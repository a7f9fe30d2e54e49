pub mod planet;
use crate::shared::errors::AppError;

pub const MIN_FIELD_LENGTH: usize = 3;
pub const MAX_FIELD_LENGTH: usize = 50;

pub struct Validator;

impl Validator {
    /// Check a required 3-50 character text field, returning `"<field>: <problem>"` entries
    pub fn check_text_field(field: &str, value: &str) -> Vec<String> {
        let mut errors = Vec::new();

        if value.trim().is_empty() {
            errors.push(format!("{}: must not be blank", field));
        }

        let length = value.chars().count();
        if !(MIN_FIELD_LENGTH..=MAX_FIELD_LENGTH).contains(&length) {
            errors.push(format!(
                "{}: length must be between {} and {}",
                field, MIN_FIELD_LENGTH, MAX_FIELD_LENGTH
            ));
        }

        errors
    }

    /// Run [`Validator::check_text_field`] over several fields and fail with every problem found
    pub fn validate_text_fields(fields: &[(&str, &str)]) -> Result<(), AppError> {
        let errors: Vec<String> = fields
            .iter()
            .flat_map(|(field, value)| Self::check_text_field(field, value))
            .collect();

        if errors.is_empty() {
            Ok(())
        } else {
            Err(AppError::ValidationError(errors))
        }
    }
}
/// Shared infrastructure concerns
///
/// This module contains infrastructure implementations that are shared across
/// multiple bounded contexts (modules).
pub mod database;

// Re-exports for convenience
pub use database::{Database, DbConnection, DbPool};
------------------------------------
* **Directions for this task**
Please reproduce, exactly as they appear above, the lines from the line containing "pub fn check_text_field(field: &str, value: &str)" up to and including the line containing "length must be".

* **Response to this task**
    pub fn check_text_field(field: &str, value: &str) -> Vec<String> {
        let mut errors = Vec::new();

        if value.trim().is_empty() {
            errors.push(format!("{}: must not be blank", field));
        }

        let length = value.chars().count();
        if !(MIN_FIELD_LENGTH..=MAX_FIELD_LENGTH).contains(&length) {
            errors.push(format!(
                "{}: length must be between {} and {}",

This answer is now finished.